Book Bans in the 19th and 20th Century
Countless books were already making the “most wanted list” by the turn of the century. A few of their titles, authors, dates of arrest, and crimes:
Leaves of Grass by Walt Whitman, 1880 — explicit language
Adventures of Huckleberry Finn by Mark Twain, 1885 — coarse and racist language
The Origin of Species by Charles Darwin, 1895 — contradicting Christian beliefs
A Farewell to Arms by Ernest Hemingway, 1929 — sexual content
The Well of Loneliness by Radclyffe Hall, 1929 — Lesbian content
The Grapes of Wrath by John Steinbeck, 1939 — sexual content, foul language, communist undertones
Bans only grew more popular within extremist ideologies as the century progressed. They were utilized by Joseph McCarthy during the era of the Red Scare to decry communist literature and comic books— comic books!— for the same basic reasons as previously outlawed titles. Book burnings were not uncommon, especially for those titles deemed “dangerous.” As hotbed topics like ideological freedom and women’s reproductive rights gained in controversy, so too were books like The Handmaid’s Tale by Margaret Atwood (1985) targeted for illuminating futures where such freedoms were denied. Many of those same books are still being attacked today.
Book Bans Today
Nowadays, you’ll find the names of LGBTQ and BIPOC authors filling the places Steinbeck and Hemingway once inhabited on the “most wanted” lists. Modern censorship has shifted ever-so-slightly from suppressing sexual content and alleged communist literature to suppressing marginalized voices, and the banned titles reflect that change.

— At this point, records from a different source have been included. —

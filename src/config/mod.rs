//! Configuration management for FastPipe

use std::collections::HashMap;
use std::fmt;
use std::path::{Path, PathBuf};
use std::str::FromStr;
use once_cell::sync::OnceCell;
use serde::{Deserialize, Serialize};
use tracing::debug;

use crate::error::{Result, FastPipeError};

pub mod operations;
pub mod profiles;
pub use operations::*;
pub use profiles::*;

/// Default pixel ceiling (16383 x 16383)
pub const DEFAULT_MAX_PIXELS: u64 = 0x3FFF * 0x3FFF;

/// Main configuration structure
#[derive(Debug, Clone, Serialize, Deserialize)]
pub struct Config {
    /// Named pipelines
    #[serde(default)]
    pub profiles: HashMap<String, Profile>,

    /// Process-wide runtime settings
    #[serde(default)]
    pub runtime: RuntimeConfig,

    /// Logging configuration
    #[serde(default)]
    pub logging: LoggingConfig,
}

impl Default for Config {
    fn default() -> Self {
        Self {
            profiles: Profiles::all(),
            runtime: RuntimeConfig::default(),
            logging: LoggingConfig::default(),
        }
    }
}

/// Process-wide runtime settings, read-only once the first run starts
#[derive(Debug, Clone, PartialEq, Serialize, Deserialize)]
#[serde(default)]
pub struct RuntimeConfig {
    /// Maximum concurrent pipeline runs (None = auto-detect)
    pub concurrency: Option<usize>,

    /// Cache decoded inputs
    pub cache: bool,

    /// Maximum number of cached decoded inputs
    pub cache_items: usize,

    /// Maximum bytes held by the decode cache
    pub cache_memory: u64,

    /// Use the lane-chunked per-sample filter paths
    pub simd: bool,

    /// Maximum image size (width * height) accepted at decode or produced by
    /// a geometric stage
    pub max_pixels: u64,
}

impl Default for RuntimeConfig {
    fn default() -> Self {
        Self {
            concurrency: None, // Auto-detect
            cache: true,
            cache_items: 100,
            cache_memory: 50 * 1024 * 1024, // 50MB
            simd: true,
            max_pixels: DEFAULT_MAX_PIXELS,
        }
    }
}

impl RuntimeConfig {
    /// Concurrency limit with auto-detection applied
    pub fn effective_concurrency(&self) -> usize {
        self.concurrency.unwrap_or_else(|| {
            // Use number of logical CPUs, but cap at 16 to avoid excessive memory usage
            num_cpus::get().min(16)
        })
    }

    /// Validate runtime settings
    pub fn validate(&self) -> Result<()> {
        if self.concurrency == Some(0) {
            return Err(FastPipeError::config("Concurrency must be greater than 0"));
        }
        if self.max_pixels == 0 {
            return Err(FastPipeError::config("Pixel ceiling must be greater than 0"));
        }
        if self.cache && self.cache_items == 0 {
            return Err(FastPipeError::config(
                "Cache item limit must be greater than 0 when caching is enabled",
            ));
        }
        Ok(())
    }
}

static RUNTIME: OnceCell<RuntimeConfig> = OnceCell::new();

/// Fix the process-wide runtime settings. Fails once settings have been set
/// or already read by a run.
pub fn configure(runtime: RuntimeConfig) -> Result<()> {
    runtime.validate()?;
    RUNTIME.set(runtime).map_err(|_| {
        FastPipeError::config("Runtime settings are already fixed; configure before the first run")
    })?;
    debug!("Runtime settings configured: {:?}", RUNTIME.get());
    Ok(())
}

/// Current process-wide runtime settings (defaults if never configured)
pub fn runtime() -> &'static RuntimeConfig {
    RUNTIME.get_or_init(RuntimeConfig::default)
}

/// Logging configuration
#[derive(Debug, Clone, Serialize, Deserialize)]
pub struct LoggingConfig {
    /// Log level (trace, debug, info, warn, error)
    pub level: String,

    /// Enable JSON logging
    pub json_format: bool,
}

impl Default for LoggingConfig {
    fn default() -> Self {
        Self {
            level: "info".to_string(),
            json_format: false,
        }
    }
}

/// Image formats known to the pipeline
#[derive(Debug, Clone, Copy, Serialize, Deserialize, PartialEq, Eq, Hash)]
#[serde(rename_all = "lowercase")]
pub enum ImageFormat {
    Jpeg,
    Png,
    WebP,
    Gif,
    Tiff,
    Bmp,
}

impl ImageFormat {
    /// Get file extension for this format
    pub fn extension(self) -> &'static str {
        match self {
            Self::Jpeg => "jpg",
            Self::Png => "png",
            Self::WebP => "webp",
            Self::Gif => "gif",
            Self::Tiff => "tiff",
            Self::Bmp => "bmp",
        }
    }

    /// Get MIME type for this format
    pub fn mime_type(self) -> &'static str {
        match self {
            Self::Jpeg => "image/jpeg",
            Self::Png => "image/png",
            Self::WebP => "image/webp",
            Self::Gif => "image/gif",
            Self::Tiff => "image/tiff",
            Self::Bmp => "image/bmp",
        }
    }

    /// Whether the decoder can read this format
    pub fn can_decode(self) -> bool {
        !matches!(self, Self::Bmp)
    }

    /// Whether the encoder can write this format
    pub fn can_encode(self) -> bool {
        matches!(self, Self::Jpeg | Self::Png | Self::WebP)
    }

    /// Whether the pixels survive an encode/decode round trip unchanged
    pub fn is_lossless(self) -> bool {
        matches!(self, Self::Png | Self::WebP)
    }

    /// Whether an encode option applies to this format
    pub fn supports_option(self, option: &str) -> bool {
        match self {
            Self::Jpeg => matches!(option, "quality" | "progressive" | "chroma_subsampling"),
            Self::Png => matches!(option, "adaptive_filtering" | "compression_level"),
            _ => false,
        }
    }
}

impl fmt::Display for ImageFormat {
    fn fmt(&self, f: &mut fmt::Formatter<'_>) -> fmt::Result {
        f.write_str(match self {
            Self::Jpeg => "JPEG",
            Self::Png => "PNG",
            Self::WebP => "WebP",
            Self::Gif => "GIF",
            Self::Tiff => "TIFF",
            Self::Bmp => "BMP",
        })
    }
}

impl FromStr for ImageFormat {
    type Err = FastPipeError;

    fn from_str(s: &str) -> Result<Self> {
        match s.to_lowercase().as_str() {
            "jpg" | "jpeg" => Ok(Self::Jpeg),
            "png" => Ok(Self::Png),
            "webp" => Ok(Self::WebP),
            "gif" => Ok(Self::Gif),
            "tif" | "tiff" => Ok(Self::Tiff),
            "bmp" => Ok(Self::Bmp),
            other => Err(FastPipeError::unsupported_format(other.to_string(), None)),
        }
    }
}

impl Config {
    /// Load configuration from file
    pub fn from_file<P: AsRef<Path>>(path: P) -> Result<Self> {
        let content = std::fs::read_to_string(&path)
            .map_err(|e| FastPipeError::config(
                format!("Failed to read config file {:?}: {}", path.as_ref(), e)
            ))?;

        match config_extension(path.as_ref()).as_str() {
            "toml" => toml::from_str(&content).map_err(Into::into),
            "yaml" | "yml" => serde_yaml::from_str(&content).map_err(Into::into),
            _ => Err(FastPipeError::config(
                "Unsupported config file format. Use .toml or .yaml"
            )),
        }
    }

    /// Save configuration to file
    pub fn to_file<P: AsRef<Path>>(&self, path: P) -> Result<()> {
        let content = match config_extension(path.as_ref()).as_str() {
            "toml" => toml::to_string_pretty(self)
                .map_err(|e| FastPipeError::config(format!("TOML serialization failed: {}", e)))?,
            "yaml" | "yml" => serde_yaml::to_string(self)
                .map_err(|e| FastPipeError::config(format!("YAML serialization failed: {}", e)))?,
            _ => return Err(FastPipeError::config(
                "Unsupported config file format. Use .toml or .yaml"
            )),
        };

        std::fs::write(&path, content)
            .map_err(|e| FastPipeError::config(
                format!("Failed to write config file {:?}: {}", path.as_ref(), e)
            ))?;

        Ok(())
    }

    /// Get a profile by name
    pub fn get_profile(&self, name: &str) -> Result<&Profile> {
        self.profiles.get(name)
            .ok_or_else(|| {
                let mut available: Vec<_> = self.profiles.keys().collect();
                available.sort();
                FastPipeError::config(format!(
                    "Profile '{}' not found. Available profiles: {:?}",
                    name, available
                ))
            })
    }

    /// Validate configuration
    pub fn validate(&self) -> Result<()> {
        for (name, profile) in &self.profiles {
            profile.validate()
                .map_err(|e| FastPipeError::config(
                    format!("Invalid profile '{}': {}", name, e)
                ))?;
        }

        self.runtime.validate()
    }

    /// Merge with another configuration (other takes precedence)
    pub fn merge(mut self, other: Config) -> Self {
        // Merge profiles (other wins on conflicts)
        self.profiles.extend(other.profiles);

        if other.runtime != RuntimeConfig::default() {
            self.runtime = other.runtime;
        }
        self.logging = other.logging;

        self
    }
}

fn config_extension(path: &Path) -> String {
    path.extension()
        .and_then(|ext| ext.to_str())
        .unwrap_or("")
        .to_lowercase()
}

/// Default location of a user config file, if one exists
pub fn default_config_path() -> Option<PathBuf> {
    ["fastpipe.toml", "fastpipe.yaml", "fastpipe.yml"]
        .iter()
        .map(PathBuf::from)
        .find(|path| path.is_file())
}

A few of the modern-day outlaws, and their crimes, and links to buy their crimes:
All Boys Aren’t Blue by George M. Johnson — LGBTQ content
The Bluest Eye by Toni Morrison — depiction of sexual abuse
Gender Queer: A Memoir by Maia Kobabe — LGBTQ content
Lawn Boy by Jonathan Evison — LGBTQ content
Looking for Alaska by John Green — sexual content, foul language
The Perks of Being a Wallflower by Stephen Chbosky — depiction of sexual abuse, drug use, sexual content
Book Bans from the School Districts
While it’s been some time since the original Comstock laws had any legal effect, school boards nationwide maintain the ability to withdraw titles deemed “inappropriate” for young audiences. Book censors find their greatest influence on school boards as a result. It is the asserted goal of these censors-cum-board members to protect the children in their districts; protect from what, exactly, has been harder to ascertain. How can trends of homophobic bans, for instance, account for Maus being banned in a Tennessee school district in 2022?
As was the case 150-plus years ago, the driving reason for banning a book is the book’s potential to make the reader uncomfortable. And given that the inherent purpose of compelling literature— to discomfort the reader into a new way of thinking— has not changed in those 150-plus years, the conflict continues.
Countermovements: the ALA, the CBLDF, and Banned Books Week
Over the years, backlash to censorship and corresponding legislation has made just as strong, if not stronger, a racket as the bans themselves. The American Library Association (ALA) has worked to standardize an understanding of the reasons behind book bans— the top three found to be sexual content, offensive language, and the content being “unsuitable” to any age group— and combat the censorship that comes from these reasons. The Comic Book Legal Defense Fund (CBLDF) works towards similar goals concerning comic books, graphic novels, and manga. Once a year, the two groups and affiliate organizations come together for “Banned Books Week,” a celebration of historically banned books usually spanning the last full week of September.
Then and Now
From the first pamphlet banned in Colonial America to The Handmaid’s Tale, book bans show the dangerous slope from restricting First Amendment rights to encroaching on other human rights and freedoms— many of the same rights and freedoms, by no coincidence, being threatened by contemporary legislation.